On October 2, 2015, Governor Jerry Brown signed AB 1506, insulating employers from Private Attorneys General Act (“PAGA”)lawsuits based on employee wage statements if employers cure certain defects in the wage statements within 33 days of being put on notice of them.

The law is being celebrated by some as a major development that will significantly reduce the number of PAGA lawsuits filed against California employers.  Unfortunately, there may be a bit of a misunderstanding about what the new law does and how far it reaches.  While it is certainly a positive step for employers that will insulate them from some PAGA claims, its impact on PAGA lawsuits will likely be minimal, at best.

PAGA allows employees to file suit against their employers for alleged violations of the California Labor Code, and to do so on behalf of all “aggrieved employees.”  And it allows those employees to receive up to $200 per person per violation.  Because each pay period in which a violation occurs is generally considered to be a violation, the potential penalties under PAGA can be enormous depending on the number of different Labor Code violations alleged and the size of an employer’s workforce.

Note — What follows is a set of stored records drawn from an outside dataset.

//! Metadata provider capability interface
//!
//! The provider is the external collaborator that knows how to talk to the
//! source platform. The library consumes it through a narrow trait so that
//! production runs can shell out to `yt-dlp` while tests script responses
//! in memory.

mod cli;

pub use cli::CliMetadataProvider;

use async_trait::async_trait;

use crate::types::ItemStub;

/// Raw per-item metadata as reported by the provider, before normalization
///
/// Fields the provider cannot supply are empty strings; the fetcher decides
/// defaults and normalization when building a
/// [`VideoRecord`](crate::types::VideoRecord).
#[derive(Clone, Debug, Default, PartialEq, Eq)]
pub struct ItemMetadata {
    /// Raw title (untrimmed)
    pub title: String,
    /// Description text
    pub description: String,
    /// Channel / uploader name
    pub channel: String,
    /// Raw upload date, typically `YYYYMMDD`
    pub upload_date: String,
    /// Canonical item URL ("" when the provider did not report one)
    pub url: String,
}

/// Capability interface over the external metadata provider
///
/// Implementations can drive an external binary, an HTTP API, or provide
/// scripted responses for tests.
#[async_trait]
pub trait MetadataProvider: Send + Sync {
    /// Flat resolution: obtain the playlist's item identifiers and count
    /// without fetching each item's full metadata
    ///
    /// # Errors
    ///
    /// Returns an error if the reference cannot be resolved. An empty item
    /// list is not an error at this layer; the resolver treats it as fatal.
    async fn resolve_flat(&self, reference: &str) -> crate::Result<Vec<ItemStub>>;

    /// Fetch full metadata for a single item
    ///
    /// # Errors
    ///
    /// Returns an error if the item's metadata cannot be fetched. Callers
    /// contain the failure; it never aborts the surrounding run.
    async fn fetch_item(&self, stub: &ItemStub) -> crate::Result<ItemMetadata>;

    /// Human-readable name for logging
    fn name(&self) -> &'static str;
}
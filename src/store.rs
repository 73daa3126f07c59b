//! Tabular export store — CSV persistence for extracted records.
//!
//! The store writes one row per [`VideoRecord`] under a fixed five-column
//! header. Append mode reads the prior export fully into memory and rewrites
//! the file in place; create mode writes a fresh file.

use std::collections::HashSet;
use std::path::{Path, PathBuf};

use crate::error::StoreError;
use crate::types::{ExportTarget, VideoRecord};

/// Column header of every export file, in order.
pub const EXPORT_COLUMNS: [&str; 5] = ["Title", "Description", "Channel", "Upload Date", "URL"];

/// Immutable snapshot of trimmed titles loaded from a prior export.
///
/// Captured once before a run starts and used only as the dedup oracle;
/// records kept during the run are never added to it.
#[derive(Clone, Debug, Default, PartialEq, Eq)]
pub struct ExistingTitleSet {
    titles: HashSet<String>,
}

impl ExistingTitleSet {
    /// Whether the (already trimmed) title is present.
    pub fn contains(&self, title: &str) -> bool {
        self.titles.contains(title)
    }

    /// Number of distinct titles in the snapshot.
    pub fn len(&self) -> usize {
        self.titles.len()
    }

    /// Whether the snapshot holds no titles.
    pub fn is_empty(&self) -> bool {
        self.titles.is_empty()
    }
}

impl FromIterator<String> for ExistingTitleSet {
    fn from_iter<I: IntoIterator<Item = String>>(iter: I) -> Self {
        Self {
            titles: iter
                .into_iter()
                .map(|t| t.trim().to_string())
                .filter(|t| !t.is_empty())
                .collect(),
        }
    }
}

/// Load the `Title` column of an existing export as a dedup snapshot.
///
/// Empty and whitespace-only values are dropped; the rest are trimmed.
/// Called once when switching into Append mode, not re-read per run. A
/// missing file or a file without a `Title` column is an error, and the
/// mode switch must not take effect.
pub fn load_existing_titles(path: &Path) -> std::result::Result<ExistingTitleSet, StoreError> {
    let mut reader = csv::Reader::from_path(path).map_err(|e| StoreError::ReadExisting {
        path: path.to_path_buf(),
        source: e,
    })?;

    let headers = reader
        .headers()
        .map_err(|e| StoreError::ReadExisting {
            path: path.to_path_buf(),
            source: e,
        })?
        .clone();
    let title_idx = headers
        .iter()
        .position(|h| h == "Title")
        .ok_or_else(|| StoreError::MissingTitleColumn {
            path: path.to_path_buf(),
        })?;

    let mut titles = Vec::new();
    for row in reader.records() {
        let row = row.map_err(|e| StoreError::ReadExisting {
            path: path.to_path_buf(),
            source: e,
        })?;
        if let Some(title) = row.get(title_idx) {
            titles.push(title.to_string());
        }
    }

    let set: ExistingTitleSet = titles.into_iter().collect();
    tracing::info!(path = %path.display(), titles = set.len(), "Loaded existing titles");
    Ok(set)
}

/// Write a fresh export file containing exactly the kept records.
///
/// Rows are written in insertion order under [`EXPORT_COLUMNS`].
pub fn write_create(
    path: &Path,
    records: &[VideoRecord],
) -> std::result::Result<(), StoreError> {
    let write_err = |e: csv::Error| StoreError::Write {
        path: path.to_path_buf(),
        source: e,
    };

    let mut writer = csv::Writer::from_path(path).map_err(write_err)?;
    writer.write_record(EXPORT_COLUMNS).map_err(write_err)?;
    for record in records {
        write_row(&mut writer, record).map_err(write_err)?;
    }
    writer.flush().map_err(|e| write_err(e.into()))?;

    tracing::info!(path = %path.display(), rows = records.len(), "Export written");
    Ok(())
}

/// Merge records into an existing export and rewrite it in place.
///
/// The whole prior file is read into memory first; the rewrite then emits
/// the existing rows in their original order followed by the new records.
/// Not transactional: a failure mid-write can leave the file truncated or
/// inconsistent with either the old or new content.
pub fn write_append(
    path: &Path,
    records: &[VideoRecord],
) -> std::result::Result<(), StoreError> {
    let read_err = |e: csv::Error| StoreError::ReadExisting {
        path: path.to_path_buf(),
        source: e,
    };
    let write_err = |e: csv::Error| StoreError::Write {
        path: path.to_path_buf(),
        source: e,
    };

    // Read the prior rows fully before the destination is touched
    let mut reader = csv::Reader::from_path(path).map_err(read_err)?;
    let mut existing_rows = Vec::new();
    for row in reader.records() {
        existing_rows.push(row.map_err(read_err)?);
    }
    drop(reader);

    let mut writer = csv::Writer::from_path(path).map_err(write_err)?;
    writer.write_record(EXPORT_COLUMNS).map_err(write_err)?;
    for row in &existing_rows {
        writer.write_record(row).map_err(write_err)?;
    }
    for record in records {
        write_row(&mut writer, record).map_err(write_err)?;
    }
    writer.flush().map_err(|e| write_err(e.into()))?;

    tracing::info!(
        path = %path.display(),
        prior_rows = existing_rows.len(),
        appended = records.len(),
        "Export rewritten with appended rows"
    );
    Ok(())
}

/// Persist the kept records to the target, returning the destination path.
pub(crate) fn write_records(
    target: &ExportTarget,
    records: &[VideoRecord],
) -> std::result::Result<PathBuf, StoreError> {
    match target {
        ExportTarget::Create { path } => write_create(path, records)?,
        ExportTarget::Append { path, .. } => write_append(path, records)?,
    }
    Ok(target.path().to_path_buf())
}

fn write_row(
    writer: &mut csv::Writer<std::fs::File>,
    record: &VideoRecord,
) -> std::result::Result<(), csv::Error> {
    writer.write_record([
        record.title.as_str(),
        record.description.as_str(),
        record.channel.as_str(),
        record.upload_date.as_str(),
        record.url.as_str(),
    ])
}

Importantly, PAGA claims are not considered “class actions.” While employers in California have been besieged by wage-hour class actions, they have also been besieged by PAGA claims addressing the same issues.  Sometimes the PAGA claims are filed in the same lawsuit with the class claims; sometimes they are filed as separate lawsuits. However they are filed, PAGA claims are often little more than strategic claims meant to drive up the settlement value of class actions or to force employers to settle claims on a classwide basis.

Most PAGA lawsuits would appear to include claims based on defective wage statements. That is not going to change, at least not in any significant way, with AB 1506.

The new law does not provide that employers must be permitted to cure all defects in wage statements before a PAGA claim can be filed.  Instead, it provides that employers must be provided a brief opportunity to cure a couple of specific defects in employee wage statements once put on notice of those defects through a letter to the state Labor Workforce and Development Agency (“LWDA”). It is limited to the failure to specify the pay period covered by the paycheck, and the failure to provide the employer’s name or address on the wage statement.  That’s it.

For employers whose wage statements don’t include one or both of those items, the new law is obviously a meaningful development.  Once put on notice of those defects, they can cure them by sending out compliant wage statements for the prior 3 years.

However, the impact of the new law on the filing of PAGA lawsuits, including those with wage statement components, will likely be tiny.

Very few PAGA lawsuits are based solely on claims that the wage statements did not include the pay period or the employer’s name or address.  Instead, to the extent individuals bring PAGA claims based on employees’ wage statements, they are typically tied to claims that employees were not paid for all time worked or did not receive premiums for missed meal or rest periods.  That is, the alleged wage statement violation is that the wage statement did not accurately record all of the wages that the employee should have received.  The new law will have no impact on those claims.

While AB 1506 may not have a huge impact on PAGA litigation, all employers with employees in California would be wise to take this opportunity to review their wage statements to ensure that they provide all of the items required by California law, including an identification of the pay period covered by the wage statements and inclusion of the employer’s name and address.  And should they ever receive notice of the defects, they would be wise not only to cure those defects, but to do so for the prior three-year period to avoid PAGA liability for that aspect of the wage statements.